- The task: Nothing may be dropped or added when the entries below are copied.
[Opening Records supplied section]
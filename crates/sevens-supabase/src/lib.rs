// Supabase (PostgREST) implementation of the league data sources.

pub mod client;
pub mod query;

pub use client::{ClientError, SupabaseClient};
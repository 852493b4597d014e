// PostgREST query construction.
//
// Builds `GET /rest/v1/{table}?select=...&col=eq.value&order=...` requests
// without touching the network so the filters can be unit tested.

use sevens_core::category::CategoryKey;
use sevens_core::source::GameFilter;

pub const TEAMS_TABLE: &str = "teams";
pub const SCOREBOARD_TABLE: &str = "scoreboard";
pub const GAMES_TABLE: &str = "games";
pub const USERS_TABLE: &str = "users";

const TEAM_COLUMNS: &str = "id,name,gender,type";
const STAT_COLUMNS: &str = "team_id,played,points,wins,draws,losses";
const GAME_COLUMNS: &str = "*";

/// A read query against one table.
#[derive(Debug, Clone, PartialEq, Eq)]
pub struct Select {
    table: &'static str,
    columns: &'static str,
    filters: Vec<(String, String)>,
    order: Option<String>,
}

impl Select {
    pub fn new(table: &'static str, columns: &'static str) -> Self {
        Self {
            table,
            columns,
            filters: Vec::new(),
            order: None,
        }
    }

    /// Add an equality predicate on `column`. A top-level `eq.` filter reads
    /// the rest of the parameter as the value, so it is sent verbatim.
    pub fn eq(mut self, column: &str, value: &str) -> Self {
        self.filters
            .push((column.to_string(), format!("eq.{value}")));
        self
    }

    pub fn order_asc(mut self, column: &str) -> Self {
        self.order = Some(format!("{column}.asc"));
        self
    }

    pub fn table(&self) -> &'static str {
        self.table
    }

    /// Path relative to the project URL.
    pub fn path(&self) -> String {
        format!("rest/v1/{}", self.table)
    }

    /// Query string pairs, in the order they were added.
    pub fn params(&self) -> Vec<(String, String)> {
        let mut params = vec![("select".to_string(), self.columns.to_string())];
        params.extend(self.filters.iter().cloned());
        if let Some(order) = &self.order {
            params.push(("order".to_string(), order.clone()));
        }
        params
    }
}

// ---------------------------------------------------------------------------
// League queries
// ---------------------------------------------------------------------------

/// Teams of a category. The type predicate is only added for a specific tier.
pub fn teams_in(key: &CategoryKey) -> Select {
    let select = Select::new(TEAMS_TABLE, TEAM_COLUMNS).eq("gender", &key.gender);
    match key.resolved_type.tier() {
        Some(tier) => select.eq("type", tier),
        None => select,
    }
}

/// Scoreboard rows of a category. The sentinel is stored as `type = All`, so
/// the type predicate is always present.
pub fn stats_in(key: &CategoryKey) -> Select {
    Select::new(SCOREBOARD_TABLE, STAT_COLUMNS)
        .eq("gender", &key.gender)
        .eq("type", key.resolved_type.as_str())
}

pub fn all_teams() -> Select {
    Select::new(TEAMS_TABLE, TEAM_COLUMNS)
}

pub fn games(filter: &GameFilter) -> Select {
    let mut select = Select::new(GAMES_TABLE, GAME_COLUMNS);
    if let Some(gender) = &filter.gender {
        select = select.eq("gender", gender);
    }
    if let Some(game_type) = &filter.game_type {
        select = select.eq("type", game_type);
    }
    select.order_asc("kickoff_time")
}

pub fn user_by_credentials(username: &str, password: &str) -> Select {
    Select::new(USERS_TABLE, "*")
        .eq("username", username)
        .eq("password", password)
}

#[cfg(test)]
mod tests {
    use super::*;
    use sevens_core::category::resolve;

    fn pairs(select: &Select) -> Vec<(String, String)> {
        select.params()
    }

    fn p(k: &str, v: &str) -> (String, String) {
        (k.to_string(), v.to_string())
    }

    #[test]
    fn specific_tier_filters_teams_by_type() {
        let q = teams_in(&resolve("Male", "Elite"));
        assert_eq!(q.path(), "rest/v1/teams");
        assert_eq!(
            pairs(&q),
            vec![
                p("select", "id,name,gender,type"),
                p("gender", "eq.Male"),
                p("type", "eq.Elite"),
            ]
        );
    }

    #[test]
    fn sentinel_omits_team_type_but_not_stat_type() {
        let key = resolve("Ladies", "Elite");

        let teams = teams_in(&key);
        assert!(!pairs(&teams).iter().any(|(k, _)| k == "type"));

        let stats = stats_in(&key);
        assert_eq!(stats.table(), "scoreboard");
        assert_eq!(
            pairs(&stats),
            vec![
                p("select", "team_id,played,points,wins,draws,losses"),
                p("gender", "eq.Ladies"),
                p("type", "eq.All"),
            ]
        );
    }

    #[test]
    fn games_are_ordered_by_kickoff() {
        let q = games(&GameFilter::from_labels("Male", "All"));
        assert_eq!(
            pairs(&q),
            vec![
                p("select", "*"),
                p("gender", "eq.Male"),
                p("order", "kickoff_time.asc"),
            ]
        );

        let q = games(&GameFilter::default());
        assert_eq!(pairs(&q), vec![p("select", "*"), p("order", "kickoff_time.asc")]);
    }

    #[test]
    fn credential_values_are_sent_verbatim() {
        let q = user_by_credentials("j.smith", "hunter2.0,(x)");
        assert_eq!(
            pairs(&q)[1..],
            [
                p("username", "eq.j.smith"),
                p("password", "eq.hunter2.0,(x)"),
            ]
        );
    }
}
[Closing Records supplied section]
- Task solution:
filename crates/sevens-supabase/src/lib.rs
// Supabase (PostgREST) implementation of the league data sources.

pub mod client;
pub mod query;

pub use client::{ClientError, SupabaseClient};
repository 852493b4597d014e
// PostgREST query construction.
//
// Builds `GET /rest/v1/{table}?select=...&col=eq.value&order=...` requests
// without touching the network so the filters can be unit tested.

use sevens_core::category::CategoryKey;
use sevens_core::source::GameFilter;

pub const TEAMS_TABLE: &str = "teams";
pub const SCOREBOARD_TABLE: &str = "scoreboard";
pub const GAMES_TABLE: &str = "games";
pub const USERS_TABLE: &str = "users";

const TEAM_COLUMNS: &str = "id,name,gender,type";
const STAT_COLUMNS: &str = "team_id,played,points,wins,draws,losses";
const GAME_COLUMNS: &str = "*";

/// A read query against one table.
#[derive(Debug, Clone, PartialEq, Eq)]
pub struct Select {
    table: &'static str,
    columns: &'static str,
    filters: Vec<(String, String)>,
    order: Option<String>,
}

impl Select {
    pub fn new(table: &'static str, columns: &'static str) -> Self {
        Self {
            table,
            columns,
            filters: Vec::new(),
            order: None,
        }
    }

    /// Add an equality predicate on `column`. A top-level `eq.` filter reads
    /// the rest of the parameter as the value, so it is sent verbatim.
    pub fn eq(mut self, column: &str, value: &str) -> Self {
        self.filters
            .push((column.to_string(), format!("eq.{value}")));
        self
    }

    pub fn order_asc(mut self, column: &str) -> Self {
        self.order = Some(format!("{column}.asc"));
        self
    }

    pub fn table(&self) -> &'static str {
        self.table
    }

    /// Path relative to the project URL.
    pub fn path(&self) -> String {
        format!("rest/v1/{}", self.table)
    }

    /// Query string pairs, in the order they were added.
    pub fn params(&self) -> Vec<(String, String)> {
        let mut params = vec![("select".to_string(), self.columns.to_string())];
        params.extend(self.filters.iter().cloned());
        if let Some(order) = &self.order {
            params.push(("order".to_string(), order.clone()));
        }
        params
    }
}

// ---------------------------------------------------------------------------
// League queries
// ---------------------------------------------------------------------------

/// Teams of a category. The type predicate is only added for a specific tier.
pub fn teams_in(key: &CategoryKey) -> Select {
    let select = Select::new(TEAMS_TABLE, TEAM_COLUMNS).eq("gender", &key.gender);
    match key.resolved_type.tier() {
        Some(tier) => select.eq("type", tier),
        None => select,
    }
}

/// Scoreboard rows of a category. The sentinel is stored as `type = All`, so
/// the type predicate is always present.
pub fn stats_in(key: &CategoryKey) -> Select {
    Select::new(SCOREBOARD_TABLE, STAT_COLUMNS)
        .eq("gender", &key.gender)
        .eq("type", key.resolved_type.as_str())
}

pub fn all_teams() -> Select {
    Select::new(TEAMS_TABLE, TEAM_COLUMNS)
}

pub fn games(filter: &GameFilter) -> Select {
    let mut select = Select::new(GAMES_TABLE, GAME_COLUMNS);
    if let Some(gender) = &filter.gender {
        select = select.eq("gender", gender);
    }
    if let Some(game_type) = &filter.game_type {
        select = select.eq("type", game_type);
    }
    select.order_asc("kickoff_time")
}

pub fn user_by_credentials(username: &str, password: &str) -> Select {
    Select::new(USERS_TABLE, "*")
        .eq("username", username)
        .eq("password", password)
}

#[cfg(test)]
mod tests {
    use super::*;
    use sevens_core::category::resolve;

    fn pairs(select: &Select) -> Vec<(String, String)> {
        select.params()
    }

    fn p(k: &str, v: &str) -> (String, String) {
        (k.to_string(), v.to_string())
    }

    #[test]
    fn specific_tier_filters_teams_by_type() {
        let q = teams_in(&resolve("Male", "Elite"));
        assert_eq!(q.path(), "rest/v1/teams");
        assert_eq!(
            pairs(&q),
            vec![
                p("select", "id,name,gender,type"),
                p("gender", "eq.Male"),
                p("type", "eq.Elite"),
            ]
        );
    }

    #[test]
    fn sentinel_omits_team_type_but_not_stat_type() {
        let key = resolve("Ladies", "Elite");

        let teams = teams_in(&key);
        assert!(!pairs(&teams).iter().any(|(k, _)| k == "type"));

        let stats = stats_in(&key);
        assert_eq!(stats.table(), "scoreboard");
        assert_eq!(
            pairs(&stats),
            vec![
                p("select", "team_id,played,points,wins,draws,losses"),
                p("gender", "eq.Ladies"),
                p("type", "eq.All"),
            ]
        );
    }

    #[test]
    fn games_are_ordered_by_kickoff() {
        let q = games(&GameFilter::from_labels("Male", "All"));
        assert_eq!(
            pairs(&q),
            vec![
                p("select", "*"),
                p("gender", "eq.Male"),
                p("order", "kickoff_time.asc"),
            ]
        );

        let q = games(&GameFilter::default());
        assert_eq!(pairs(&q), vec![p("select", "*"), p("order", "kickoff_time.asc")]);
    }

    #[test]
    fn credential_values_are_sent_verbatim() {
        let q = user_by_credentials("j.smith", "hunter2.0,(x)");
        assert_eq!(
            pairs(&q)[1..],
            [
                p("username", "eq.j.smith"),
                p("password", "eq.hunter2.0,(x)"),
            ]
        );
    }
}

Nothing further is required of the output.